Project Details
Ladders of recollements of triangulated and of abelian categories
Applicant
Professor Dr. Steffen Koenig
Subject Area
Mathematics
Term
from 2017 to 2020
Project identifier
Deutsche Forschungsgemeinschaft (DFG) - Project number 340487543
This proposal is about recollements of triangulated and of abelian categories. Triangulated recollements have been introduced by Beilinson, Bernstein and Deligne to deconstruct triangulated categories into open and closed parts, related for instance by Grothendieck's six functors; recollements can be seen as short exact sequences of three triangulated (such as derived) categories, hence also as a far reaching generalisation of the connections between two algebras provided by derived equivalences . Ladders of triangulated categories are recollements extended by further adjoints; these have been introduced by Beilinson, Ginzburg and Schechtman as a setup for Koszul duality.
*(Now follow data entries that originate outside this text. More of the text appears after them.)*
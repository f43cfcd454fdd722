//! Geographic coordinate value object

use serde::{Deserialize, Serialize};
use std::fmt;

use crate::errors::DomainError;

/// A WGS84 coordinate with latitude and longitude in degrees
#[derive(Debug, Clone, Copy, PartialEq, Serialize, Deserialize)]
pub struct Coordinate {
    /// Latitude in degrees (-90 to 90)
    latitude: f64,
    /// Longitude in degrees (-180 to 180)
    longitude: f64,
}

impl Coordinate {
    /// Create a new coordinate with validation
    ///
    /// # Errors
    ///
    /// Returns `DomainError::InvalidCoordinates` if latitude is not in [-90, 90],
    /// longitude is not in [-180, 180], or either value is not finite.
    pub fn new(latitude: f64, longitude: f64) -> Result<Self, DomainError> {
        if !(-90.0..=90.0).contains(&latitude) || !(-180.0..=180.0).contains(&longitude) {
            return Err(DomainError::invalid_coordinates(latitude, longitude));
        }
        Ok(Self {
            latitude,
            longitude,
        })
    }

    /// Create a coordinate without validation (for constants and trusted sources)
    ///
    /// Caller must ensure latitude is in [-90, 90] and longitude in [-180, 180]
    #[must_use]
    pub const fn new_unchecked(latitude: f64, longitude: f64) -> Self {
        Self {
            latitude,
            longitude,
        }
    }

    /// Get the latitude
    #[must_use]
    pub const fn latitude(&self) -> f64 {
        self.latitude
    }

    /// Get the longitude
    #[must_use]
    pub const fn longitude(&self) -> f64 {
        self.longitude
    }

    /// Point halfway between two coordinates on each axis
    #[must_use]
    pub fn midpoint(&self, other: &Self) -> Self {
        Self {
            latitude: (self.latitude + other.latitude) / 2.0,
            longitude: (self.longitude + other.longitude) / 2.0,
        }
    }

    /// Calculate approximate great-circle distance to another coordinate in kilometers
    ///
    /// Uses the Haversine formula
    #[must_use]
    pub fn distance_km(&self, other: &Self) -> f64 {
        const EARTH_RADIUS_KM: f64 = 6371.0;

        let lat1_rad = self.latitude.to_radians();
        let lat2_rad = other.latitude.to_radians();
        let delta_lat = (other.latitude - self.latitude).to_radians();
        let delta_lon = (other.longitude - self.longitude).to_radians();

        let a = (lat1_rad.cos() * lat2_rad.cos()).mul_add(
            (delta_lon / 2.0).sin().powi(2),
            (delta_lat / 2.0).sin().powi(2),
        );
        let c = 2.0 * a.sqrt().atan2((1.0 - a).sqrt());

        EARTH_RADIUS_KM * c
    }

    /// Render as `lat,lng` for upstream query parameters
    #[must_use]
    pub fn as_query_value(&self) -> String {
        format!("{},{}", self.latitude, self.longitude)
    }
}

impl fmt::Display for Coordinate {
    fn fmt(&self, f: &mut fmt::Formatter<'_>) -> fmt::Result {
        write!(f, "{:.6}, {:.6}", self.latitude, self.longitude)
    }
}

/// Well-known coordinates, handy as defaults and in tests
impl Coordinate {
    /// Null Island (0, 0)
    #[must_use]
    pub const fn origin() -> Self {
        Self::new_unchecked(0.0, 0.0)
    }

    /// Berlin, Germany
    #[must_use]
    pub const fn berlin() -> Self {
        Self::new_unchecked(52.52, 13.405)
    }

    /// Mumbai, India
    #[must_use]
    pub const fn mumbai() -> Self {
        Self::new_unchecked(19.076, 72.8777)
    }
}
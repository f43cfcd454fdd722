//! Directions adapter - Implements RoutingPort using integration_directions

use std::time::Duration;

use application::error::ApplicationError;
use application::ports::RoutingPort;
use async_trait::async_trait;
use domain::{Coordinate, RouteSummary};
use integration_directions::{
    DirectionsClient, DirectionsConfig, DirectionsError, GoogleDirectionsClient,
};
use tracing::instrument;

/// Adapter for driving routes using Google Directions
#[derive(Debug)]
pub struct DirectionsAdapter {
    client: GoogleDirectionsClient,
}

impl DirectionsAdapter {
    /// Create a new directions adapter
    ///
    /// # Errors
    ///
    /// Returns an error if the API key is missing or the HTTP client fails
    /// to initialize.
    pub fn new(config: &DirectionsConfig) -> Result<Self, ApplicationError> {
        let client = GoogleDirectionsClient::new(config).map_err(Self::map_error)?;
        Ok(Self { client })
    }

    /// Map integration directions error to application error
    fn map_error(err: DirectionsError) -> ApplicationError {
        match err {
            DirectionsError::NoRoute => ApplicationError::NoRouteFound,
            DirectionsError::ConnectionFailed(e)
            | DirectionsError::RequestFailed(e)
            | DirectionsError::ParseError(e) => ApplicationError::ExternalService(e),
            e @ DirectionsError::Rejected { .. } => ApplicationError::ExternalService(e.to_string()),
            DirectionsError::AuthenticationFailed(e) => ApplicationError::Configuration(e),
            DirectionsError::Timeout { timeout_secs } => {
                ApplicationError::timeout("directions", Duration::from_secs(timeout_secs))
            },
        }
    }
}

#[async_trait]
impl RoutingPort for DirectionsAdapter {
    #[instrument(skip(self), fields(origin = %origin, destination = %destination))]
    async fn driving_route(
        &self,
        origin: &Coordinate,
        destination: &Coordinate,
    ) -> Result<RouteSummary, ApplicationError> {
        let route = self
            .client
            .driving_route(origin, destination)
            .await
            .map_err(Self::map_error)?;

        Ok(RouteSummary::new(route.distance_meters, route.duration_seconds))
    }
}
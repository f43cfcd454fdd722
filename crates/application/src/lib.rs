//! Application layer - Use cases and orchestration
//!
//! Defines the ports the workflow depends on (places search, routing,
//! reverse geocoding, device location, navigation handoff), the services that
//! drive them with bounded timeouts, and the state container the front end
//! observes.

pub mod error;
pub mod ports;
pub mod services;
pub mod store;

pub use error::ApplicationError;
pub use ports::*;
pub use services::*;
pub use store::{Action, AppState, RouteEstimate, RoutePreview, SearchState, Store, reduce};
//! Property-based tests for domain value objects
//!
//! These tests use proptest to verify invariants across many random inputs.

use domain::{Coordinate, MIN_REGION_SPAN_DEGREES, MapRegion, RouteSummary, resolve_address};
use proptest::prelude::*;

// ============================================================================
// Coordinate Property Tests
// ============================================================================

mod coordinate_tests {
    use super::*;

    proptest! {
        #[test]
        fn valid_coordinates_accepted(
            lat in -90.0f64..=90.0f64,
            lon in -180.0f64..=180.0f64
        ) {
            let c = Coordinate::new(lat, lon);
            prop_assert!(c.is_ok());
        }

        #[test]
        fn invalid_latitude_rejected(
            lat in prop_oneof![
                (-1000.0f64..-90.1f64),
                (90.1f64..1000.0f64)
            ],
            lon in -180.0f64..=180.0f64
        ) {
            prop_assert!(Coordinate::new(lat, lon).is_err());
        }

        #[test]
        fn distance_is_symmetric(
            lat1 in -90.0f64..=90.0f64,
            lon1 in -180.0f64..=180.0f64,
            lat2 in -90.0f64..=90.0f64,
            lon2 in -180.0f64..=180.0f64
        ) {
            let a = Coordinate::new(lat1, lon1).unwrap();
            let b = Coordinate::new(lat2, lon2).unwrap();
            prop_assert!((a.distance_km(&b) - b.distance_km(&a)).abs() < 0.001);
        }
    }
}

// ============================================================================
// MapRegion Property Tests
// ============================================================================

mod map_region_tests {
    use super::*;

    proptest! {
        #[test]
        fn span_never_below_floor(
            lat1 in -90.0f64..=90.0f64,
            lon1 in -180.0f64..=180.0f64,
            lat2 in -90.0f64..=90.0f64,
            lon2 in -180.0f64..=180.0f64
        ) {
            let a = Coordinate::new(lat1, lon1).unwrap();
            let b = Coordinate::new(lat2, lon2).unwrap();
            let region = MapRegion::enclosing(&a, &b);
            prop_assert!(region.latitude_delta >= MIN_REGION_SPAN_DEGREES);
            prop_assert!(region.longitude_delta >= MIN_REGION_SPAN_DEGREES);
        }

        #[test]
        fn identical_endpoints_use_floor(
            lat in -90.0f64..=90.0f64,
            lon in -180.0f64..=180.0f64
        ) {
            let a = Coordinate::new(lat, lon).unwrap();
            let region = MapRegion::enclosing(&a, &a);
            prop_assert!((region.latitude_delta - MIN_REGION_SPAN_DEGREES).abs() < f64::EPSILON);
            prop_assert!((region.longitude_delta - MIN_REGION_SPAN_DEGREES).abs() < f64::EPSILON);
        }

        #[test]
        fn region_contains_both_endpoints(
            lat1 in -80.0f64..=80.0f64,
            lon1 in -170.0f64..=170.0f64,
            lat2 in -80.0f64..=80.0f64,
            lon2 in -170.0f64..=170.0f64
        ) {
            let a = Coordinate::new(lat1, lon1).unwrap();
            let b = Coordinate::new(lat2, lon2).unwrap();
            let region = MapRegion::enclosing(&a, &b);
            prop_assert!(region.contains(&a));
            prop_assert!(region.contains(&b));
        }
    }
}

// ============================================================================
// RouteSummary / address Property Tests
// ============================================================================

mod formatting_tests {
    use super::*;

    proptest! {
        #[test]
        fn distance_always_has_one_decimal(meters in 0.0f64..5_000_000.0f64) {
            let text = RouteSummary::new(meters, 0.0).format_distance();
            prop_assert!(text.ends_with(" km"));
            let number = text.trim_end_matches(" km");
            let decimals = number.split('.').nth(1).map(str::len);
            prop_assert_eq!(decimals, Some(1));
        }

        #[test]
        fn eta_has_no_decimals(seconds in 0.0f64..1_000_000.0f64) {
            let text = RouteSummary::new(0.0, seconds).format_eta();
            prop_assert!(text.ends_with(" min"));
            prop_assert!(!text.contains('.'));
        }

        #[test]
        fn formatted_address_always_wins(
            formatted in "[a-zA-Z0-9 ,]{0,20}[a-zA-Z0-9]",
            vicinity in proptest::option::of("[a-z]{1,10}")
        ) {
            let address = resolve_address(Some(&formatted), vicinity.as_deref());
            prop_assert_eq!(address, formatted);
        }
    }
}
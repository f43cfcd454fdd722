//! Places adapter - Implements PlacesSearchPort using integration_places

use std::time::Duration;

use application::error::ApplicationError;
use application::ports::PlacesSearchPort;
use async_trait::async_trait;
use domain::{Coordinate, DomainError, Place};
use integration_places::{GooglePlacesClient, PlaceResult, PlacesClient, PlacesConfig, PlacesError};
use tracing::{debug, instrument};

/// Adapter for nearby place search using Google Places Text Search
#[derive(Debug)]
pub struct PlacesAdapter {
    client: GooglePlacesClient,
}

impl PlacesAdapter {
    /// Create a new places adapter
    ///
    /// # Errors
    ///
    /// Returns an error if the API key is missing or the HTTP client fails
    /// to initialize.
    pub fn new(config: &PlacesConfig) -> Result<Self, ApplicationError> {
        let client = GooglePlacesClient::new(config).map_err(Self::map_error)?;
        Ok(Self { client })
    }

    /// Map integration places error to application error
    fn map_error(err: PlacesError) -> ApplicationError {
        match err {
            PlacesError::ConnectionFailed(e) | PlacesError::RequestFailed(e) => {
                ApplicationError::ExternalService(e)
            },
            PlacesError::ParseError(e) => {
                ApplicationError::ExternalService(format!("Invalid places response: {e}"))
            },
            PlacesError::RateLimitExceeded { .. } => {
                ApplicationError::ExternalService("Places rate limit exceeded".to_string())
            },
            PlacesError::Timeout { timeout_secs } => {
                ApplicationError::timeout("places search", Duration::from_secs(timeout_secs))
            },
            PlacesError::InvalidQuery(e) => DomainError::ValidationError(e).into(),
            PlacesError::AuthenticationFailed(e) | PlacesError::ConfigurationError(e) => {
                ApplicationError::Configuration(e)
            },
        }
    }

    /// Convert a result into a domain place with a fresh id
    ///
    /// Results with out-of-range coordinates are dropped.
    fn to_place(result: PlaceResult) -> Option<Place> {
        let coordinate = match Coordinate::new(result.latitude, result.longitude) {
            Ok(c) => c,
            Err(e) => {
                debug!(name = %result.name, error = %e, "Dropping place with invalid coordinates");
                return None;
            },
        };
        Place::new(result.name, result.address, coordinate).ok()
    }
}

#[async_trait]
impl PlacesSearchPort for PlacesAdapter {
    #[instrument(skip(self), fields(near = %near))]
    async fn search_places(
        &self,
        query: &str,
        near: &Coordinate,
    ) -> Result<Vec<Place>, ApplicationError> {
        let results = self
            .client
            .text_search(query, near.latitude(), near.longitude())
            .await
            .map_err(Self::map_error)?;

        let places: Vec<Place> = results.into_iter().filter_map(Self::to_place).collect();
        debug!(count = places.len(), "Places found");
        Ok(places)
    }
}
//! RouteNavigator CLI
//!
//! Finds places near the device location, estimates driving distance and
//! time to each, previews a route, and hands navigation off to a maps app.

#![allow(clippy::print_stdout)]

mod render;

use std::path::PathBuf;

use anyhow::{Context, bail};
use application::Navigator;
use clap::{Parser, Subcommand};
use domain::{Coordinate, Place};
use infrastructure::{AppConfig, build_context, init_logging};
use integration_directions::MapsApp;
use tracing::debug;

/// RouteNavigator CLI
#[derive(Parser)]
#[command(name = "routenav")]
#[command(author, version, about = "Find nearby places and plan driving routes", long_about = None)]
struct Cli {
    /// Verbosity level
    #[arg(short, long, action = clap::ArgAction::Count)]
    verbose: u8,

    /// Configuration file (default: ./config.toml)
    #[arg(short, long, env = "ROUTENAV_CONFIG")]
    config: Option<PathBuf>,

    /// Print state as JSON instead of text
    #[arg(long, global = true)]
    json: bool,

    #[command(subcommand)]
    command: Commands,
}

#[derive(Subcommand)]
enum Commands {
    /// Resolve the device location and its place name
    Locate {
        /// Request a fresh fix after the first one
        #[arg(long)]
        refresh: bool,
    },

    /// Search for places near the device location
    ///
    /// Example: routenav search "coffee"
    Search {
        /// Free-text query (at least two characters)
        query: String,

        /// Skip distance/time estimates
        #[arg(long)]
        no_estimates: bool,
    },

    /// Driving distance and time from the device location to a coordinate
    ///
    /// Example: routenav route 19.0544,72.8347
    Route {
        /// Destination as "lat,lng"
        #[arg(value_parser = parse_coordinate, allow_hyphen_values = true)]
        destination: Coordinate,
    },

    /// Preview the route to a search result
    ///
    /// Example: routenav preview "coffee" --pick 2
    Preview {
        /// Free-text query
        query: String,

        /// 1-based index of the result to preview
        #[arg(short, long, default_value = "1")]
        pick: usize,
    },

    /// Open driving directions to a search result in a maps app
    ///
    /// Example: routenav navigate "coffee" --app google
    Navigate {
        /// Free-text query
        query: String,

        /// 1-based index of the result to navigate to
        #[arg(short, long, default_value = "1")]
        pick: usize,

        /// Maps app to open (apple or google)
        #[arg(long)]
        app: Option<MapsApp>,

        /// Only print the directions link
        #[arg(long)]
        no_launch: bool,
    },
}

/// Parse a "lat,lng" pair into a validated coordinate
fn parse_coordinate(value: &str) -> Result<Coordinate, String> {
    let (lat, lng) = value
        .split_once(',')
        .ok_or_else(|| format!("expected \"lat,lng\", got \"{value}\""))?;
    let lat: f64 = lat
        .trim()
        .parse()
        .map_err(|_| format!("invalid latitude \"{}\"", lat.trim()))?;
    let lng: f64 = lng
        .trim()
        .parse()
        .map_err(|_| format!("invalid longitude \"{}\"", lng.trim()))?;
    Coordinate::new(lat, lng).map_err(|e| e.to_string())
}

/// Load configuration and apply command-line overrides
fn load_config(cli: &Cli) -> anyhow::Result<AppConfig> {
    let mut config = match &cli.config {
        Some(path) => AppConfig::load_from(path),
        None => AppConfig::load(),
    }
    .context("failed to load configuration")?;

    apply_overrides(&cli.command, &mut config);
    Ok(config)
}

fn apply_overrides(command: &Commands, config: &mut AppConfig) {
    if let Commands::Navigate { app, no_launch, .. } = command {
        if let Some(app) = app {
            config.navigation.app = *app;
        }
        if *no_launch {
            config.navigation.launch = false;
        }
    }
}

/// Print a value as pretty JSON
fn print_json<T: serde::Serialize>(value: &T) -> anyhow::Result<()> {
    println!("{}", serde_json::to_string_pretty(value)?);
    Ok(())
}

/// Run the location flow and fail if no fix is available
async fn require_location(navigator: &Navigator) -> anyhow::Result<()> {
    let state = navigator.start_location().await;
    if state.location.coordinate().is_none() {
        bail!("{}", state.location.status());
    }
    Ok(())
}

/// Search and pick the `pick`-th result (1-based)
async fn pick_result(navigator: &Navigator, query: &str, pick: usize) -> anyhow::Result<Place> {
    require_location(navigator).await?;
    let state = navigator.search(query).await;
    let places = state.search.places();

    if places.is_empty() {
        bail!("{}", render::results(&state));
    }
    pick.checked_sub(1)
        .and_then(|i| places.get(i))
        .cloned()
        .with_context(|| format!("--pick must be between 1 and {}", places.len()))
}

#[tokio::main]
async fn main() -> anyhow::Result<()> {
    let cli = Cli::parse();
    let config = load_config(&cli)?;

    init_logging(&config.logging, cli.verbose)
        .map_err(|e| anyhow::anyhow!("failed to initialise logging: {e}"))?;
    debug!(?config, "Configuration loaded");

    let context = build_context(&config)?;
    let navigator = &context.navigator;

    match cli.command {
        Commands::Locate { refresh } => {
            let mut state = navigator.start_location().await;
            if refresh && state.location.coordinate().is_some() {
                state = navigator.refresh_location().await;
            }

            if cli.json {
                print_json(&state.location)?;
            } else {
                println!("{}", render::location_line(&state));
            }
        },

        Commands::Search {
            query,
            no_estimates,
        } => {
            require_location(navigator).await?;
            let mut state = navigator.search(&query).await;
            if !no_estimates {
                state = navigator.estimate_routes().await;
            }

            if cli.json {
                print_json(&state)?;
            } else {
                println!("{}", render::location_line(&state));
                println!();
                println!("{}", render::results(&state).trim_end());
            }
        },

        Commands::Route { destination } => {
            require_location(navigator).await?;
            let summary = navigator.route_to(&destination).await?;

            if cli.json {
                print_json(&summary)?;
            } else {
                println!("{}", render::route(&destination, &summary));
            }
        },

        Commands::Preview { query, pick } => {
            let place = pick_result(navigator, &query, pick).await?;
            let preview = navigator.open_preview(&place.id).await?;

            if cli.json {
                print_json(&preview)?;
            } else {
                println!("{}", render::preview(&preview).trim_end());
            }
        },

        Commands::Navigate { query, pick, .. } => {
            let place = pick_result(navigator, &query, pick).await?;
            let origin = navigator
                .state()
                .location
                .coordinate()
                .context("location lost")?;
            let url = context
                .navigation
                .directions_url(&origin, &place.coordinate, &place.name)?;

            navigator.start_navigation(&place.id)?;

            if cli.json {
                print_json(&serde_json::json!({
                    "destination": place,
                    "app": context.navigation.app(),
                    "url": url.as_str(),
                    "launched": config.navigation.launch,
                }))?;
            } else {
                println!("🧭 {} via {}", place.name, context.navigation.app());
                println!("{url}");
            }
        },
    }

    Ok(())
}

#[cfg(test)]
mod tests {
    use super::*;

    #[test]
    fn parse_coordinate_accepts_pair() {
        let c = parse_coordinate("19.0544, 72.8347").unwrap();
        assert!((c.latitude() - 19.0544).abs() < f64::EPSILON);
        assert!((c.longitude() - 72.8347).abs() < f64::EPSILON);
    }

    #[test]
    fn parse_coordinate_accepts_negative() {
        let c = parse_coordinate("-33.86,151.21").unwrap();
        assert!(c.latitude() < 0.0);
    }

    #[test]
    fn parse_coordinate_rejects_garbage() {
        assert!(parse_coordinate("19.05").is_err());
        assert!(parse_coordinate("north,east").is_err());
        assert!(parse_coordinate("95,0").is_err());
    }

    #[test]
    fn navigate_overrides_apply() {
        let cli = Cli::try_parse_from([
            "routenav",
            "navigate",
            "coffee",
            "--app",
            "google",
            "--no-launch",
        ])
        .unwrap();
        let mut config = AppConfig::default();
        apply_overrides(&cli.command, &mut config);
        assert_eq!(config.navigation.app, MapsApp::Google);
        assert!(!config.navigation.launch);
    }

    #[test]
    fn other_commands_keep_config() {
        let cli = Cli::try_parse_from(["routenav", "search", "coffee"]).unwrap();
        let mut config = AppConfig::default();
        apply_overrides(&cli.command, &mut config);
        assert_eq!(config.navigation.app, MapsApp::Apple);
        assert!(config.navigation.launch);
    }
}
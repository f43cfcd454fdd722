//! Device, handoff, workflow and logging configuration

use std::time::Duration;

use application::{AuthorizationStatus, LocationTimeouts};
use domain::{Coordinate, DomainError};
use integration_directions::MapsApp;
use serde::{Deserialize, Serialize};

/// Simulated device location
///
/// Stands in for the platform location service: the initial authorization,
/// how the permission prompt is answered, and the fix it reports.
#[derive(Debug, Clone, Serialize, Deserialize)]
pub struct LocationAppConfig {
    /// Authorization before any prompt
    #[serde(default)]
    pub authorization: AuthorizationStatus,

    /// Answer given when the permission prompt is shown
    #[serde(default = "default_prompt_response")]
    pub prompt_response: AuthorizationStatus,

    /// Latitude of the reported fix
    #[serde(default)]
    pub latitude: Option<f64>,

    /// Longitude of the reported fix
    #[serde(default)]
    pub longitude: Option<f64>,

    /// Simulated time to first fix in milliseconds
    #[serde(default)]
    pub fix_delay_ms: u64,
}

const fn default_prompt_response() -> AuthorizationStatus {
    AuthorizationStatus::Authorized
}

impl Default for LocationAppConfig {
    fn default() -> Self {
        Self {
            authorization: AuthorizationStatus::default(),
            prompt_response: default_prompt_response(),
            latitude: None,
            longitude: None,
            fix_delay_ms: 0,
        }
    }
}

impl LocationAppConfig {
    /// The configured fix, if both coordinates are set
    ///
    /// # Errors
    ///
    /// Returns an error if only one coordinate is set or they are out of
    /// range.
    pub fn coordinate(&self) -> Result<Option<Coordinate>, DomainError> {
        match (self.latitude, self.longitude) {
            (Some(lat), Some(lon)) => Coordinate::new(lat, lon).map(Some),
            (None, None) => Ok(None),
            _ => Err(DomainError::ValidationError(
                "location.latitude and location.longitude must be set together".to_string(),
            )),
        }
    }

    /// Time to first fix
    #[must_use]
    pub const fn fix_delay(&self) -> Duration {
        Duration::from_millis(self.fix_delay_ms)
    }
}

/// External navigation handoff
#[derive(Debug, Clone, Serialize, Deserialize)]
pub struct NavigationAppConfig {
    /// Maps app to open
    #[serde(default)]
    pub app: MapsApp,

    /// Launch the app; when false the directions URL is only reported
    #[serde(default = "default_true")]
    pub launch: bool,
}

const fn default_true() -> bool {
    true
}

impl Default for NavigationAppConfig {
    fn default() -> Self {
        Self {
            app: MapsApp::default(),
            launch: true,
        }
    }
}

/// Bounds on every asynchronous step of the workflow
#[derive(Debug, Clone, Serialize, Deserialize)]
pub struct WorkflowAppConfig {
    /// Places search timeout in seconds
    #[serde(default = "default_request_timeout")]
    pub search_timeout_secs: u64,

    /// Directions timeout in seconds
    #[serde(default = "default_request_timeout")]
    pub route_timeout_secs: u64,

    /// Permission prompt timeout in seconds
    #[serde(default = "default_permission_timeout")]
    pub permission_timeout_secs: u64,

    /// Location fix timeout in seconds
    #[serde(default = "default_request_timeout")]
    pub fix_timeout_secs: u64,

    /// Reverse geocoding timeout in seconds
    #[serde(default = "default_geocode_timeout")]
    pub geocode_timeout_secs: u64,
}

const fn default_request_timeout() -> u64 {
    15
}

const fn default_permission_timeout() -> u64 {
    60
}

const fn default_geocode_timeout() -> u64 {
    10
}

impl Default for WorkflowAppConfig {
    fn default() -> Self {
        Self {
            search_timeout_secs: default_request_timeout(),
            route_timeout_secs: default_request_timeout(),
            permission_timeout_secs: default_permission_timeout(),
            fix_timeout_secs: default_request_timeout(),
            geocode_timeout_secs: default_geocode_timeout(),
        }
    }
}

impl WorkflowAppConfig {
    /// Search timeout
    #[must_use]
    pub const fn search_timeout(&self) -> Duration {
        Duration::from_secs(self.search_timeout_secs)
    }

    /// Route timeout
    #[must_use]
    pub const fn route_timeout(&self) -> Duration {
        Duration::from_secs(self.route_timeout_secs)
    }

    /// Timeouts for the location flow
    #[must_use]
    pub const fn location_timeouts(&self) -> LocationTimeouts {
        LocationTimeouts {
            permission: Duration::from_secs(self.permission_timeout_secs),
            fix: Duration::from_secs(self.fix_timeout_secs),
            geocode: Duration::from_secs(self.geocode_timeout_secs),
        }
    }

    pub(crate) fn zero_timeouts(&self) -> Vec<&'static str> {
        [
            ("workflow.search_timeout_secs", self.search_timeout_secs),
            ("workflow.route_timeout_secs", self.route_timeout_secs),
            ("workflow.permission_timeout_secs", self.permission_timeout_secs),
            ("workflow.fix_timeout_secs", self.fix_timeout_secs),
            ("workflow.geocode_timeout_secs", self.geocode_timeout_secs),
        ]
        .into_iter()
        .filter(|(_, secs)| *secs == 0)
        .map(|(name, _)| name)
        .collect()
    }
}

/// Log output
#[derive(Debug, Clone, Serialize, Deserialize)]
pub struct LoggingAppConfig {
    /// Filter directive (e.g. "warn", "routenav=debug,integration_places=trace")
    #[serde(default = "default_log_filter")]
    pub filter: String,

    /// Emit JSON lines instead of human-readable output
    #[serde(default)]
    pub json: bool,
}

fn default_log_filter() -> String {
    "warn".to_string()
}

impl Default for LoggingAppConfig {
    fn default() -> Self {
        Self {
            filter: default_log_filter(),
            json: false,
        }
    }
}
Recollements of abelian categories have been introduced, too, but ladders of abelian categories need to be defined rather differently; this is to be done in this project. The project then aims at connecting and combining triangulated and abelian techniques, at further developing the method of ladders and at a variety of intrinsically related applications.The intended applications include- to characterise, describe and construct algebras frequently arising in algebraic Lie theory (such as quasi-hereditary algebras) as well as important representations (such as characteristic tilting modules);- to relate ladders with Serre functors and to use them to construct such functors;- to fully describe recollements of self-injective (eg symmetric or Frobenius) algebras and to use this description to classify self-injective (or Frobenius or symmetric) cellularly stratified diagram algebras (such as Brauer, BMW or partition algebras);- to relate being Gorenstein and validity of the (Fg) condition for algebras in a recollement and to describe support varieties of modules or complexes under the functors in a recollement.